Brown dilution (represented by [d] genotypically, [D] stands for the absence of) is a somewhat unique phenomenon in domestic duck color genes- it is a sex-linked recessive. The sex chromosome Z carries the gene. Male ducks are homogametic, meaning their sex chromosomes are matching (ZZ). Female ducks are heterogametic with a differing pair (ZW). For this gene to be displayed, males must be homozygous with both chromosomes carrying [d], whereas females need and can only be hemizygous and carry one [d] chromosome. This presents a very interesting and useful option for producing offspring sexed at hatch by their color. Each parent gives one chromosome to their progeny. All resulting female offspring will display brown dilution if a homozygous [d] male breeds with a non-brown [D] female. All males produced will carry one chromosome, but they will not display the color.  This is known as “split” when referring to the heterozygous male. When mating a split male and a non-carrying female, 50% of female offspring will display brown dilution. If a split male breeds with a hemizygous female, the mating will produce a ratio of 50% m/f offspring that display [d], 25% split males, and 25% non-carrying females. The ability to sex birds at hatch can help cull excess males without waiting for adult feathers to grow or eliminating any possible mistakes with vent sexing. 

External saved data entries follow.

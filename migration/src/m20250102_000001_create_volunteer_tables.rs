use sea_orm_migration::{prelude::*, schema::*};

use crate::iden::*;

#[derive(DeriveMigrationName)]
pub struct Migration;

#[async_trait::async_trait]
impl MigrationTrait for Migration {
    async fn up(&self, manager: &SchemaManager) -> Result<(), DbErr> {
        let table = table_auto(Volunteers::Table)
            .col(pk_auto(Volunteers::Id))
            .col(string_uniq(Volunteers::Email))
            .col(string_null(Volunteers::FirstName))
            .col(string_null(Volunteers::LastName))
            .col(string_null(Volunteers::Phone))
            .to_owned();
        manager.create_table(table).await?;

        let table = table_auto(VolunteerShifts::Table)
            .col(pk_auto(VolunteerShifts::Id))
            .col(double(VolunteerShifts::Hours))
            .col(timestamp(VolunteerShifts::ShiftDate))
            .col(string(VolunteerShifts::Email))
            .col(integer_null(VolunteerShifts::VolunteerId))
            .foreign_key(
                ForeignKey::create()
                    .name("fk_shift_volunteer")
                    .from(VolunteerShifts::Table, VolunteerShifts::VolunteerId)
                    .to(Volunteers::Table, Volunteers::Id)
                    .on_delete(ForeignKeyAction::SetNull),
            )
            .to_owned();
        manager.create_table(table).await?;

        manager
            .create_index(
                Index::create()
                    .name("idx_shift_volunteer")
                    .table(VolunteerShifts::Table)
                    .col(VolunteerShifts::VolunteerId)
                    .to_owned(),
            )
            .await?;

        Ok(())
    }

    async fn down(&self, manager: &SchemaManager) -> Result<(), DbErr> {
        manager
            .drop_table(Table::drop().table(VolunteerShifts::Table).to_owned())
            .await?;

        manager
            .drop_table(Table::drop().table(Volunteers::Table).to_owned())
            .await?;

        Ok(())
    }
}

Indian Runner ducklings, with a self-chocolate duckling in the rear. Photo by Sydney Wells

As ducklings, self chocolate birds appear much like self black — the only difference being the primary down color. A bib may be present until the adult plumage comes in. This is not always the case, although most often, it is. The beaks, legs, and feet remain the same colors as they would in the absence of brown dilution. The adults display the same green sheen caused by prisms within the feathers refracting light as self black ducks. As the birds continue to age and molt, an increasing amount of white feathers will replace colored feathers. This occurs mainly in females. Males that age in this way are less desirable for breeding as the young progeny could risk losing color more quickly. The degree of green sheen seems to be tied to the amount of white feathering occurring in aging females — the greater one is, the other will be. For this reason, females over two years old showing a good deal of white feathering make good breeding stock. Sunlight will also cause undesirable lightening of the feathers — this is rectified at molt when new feathers grow in and are also unavoidable for the most part. 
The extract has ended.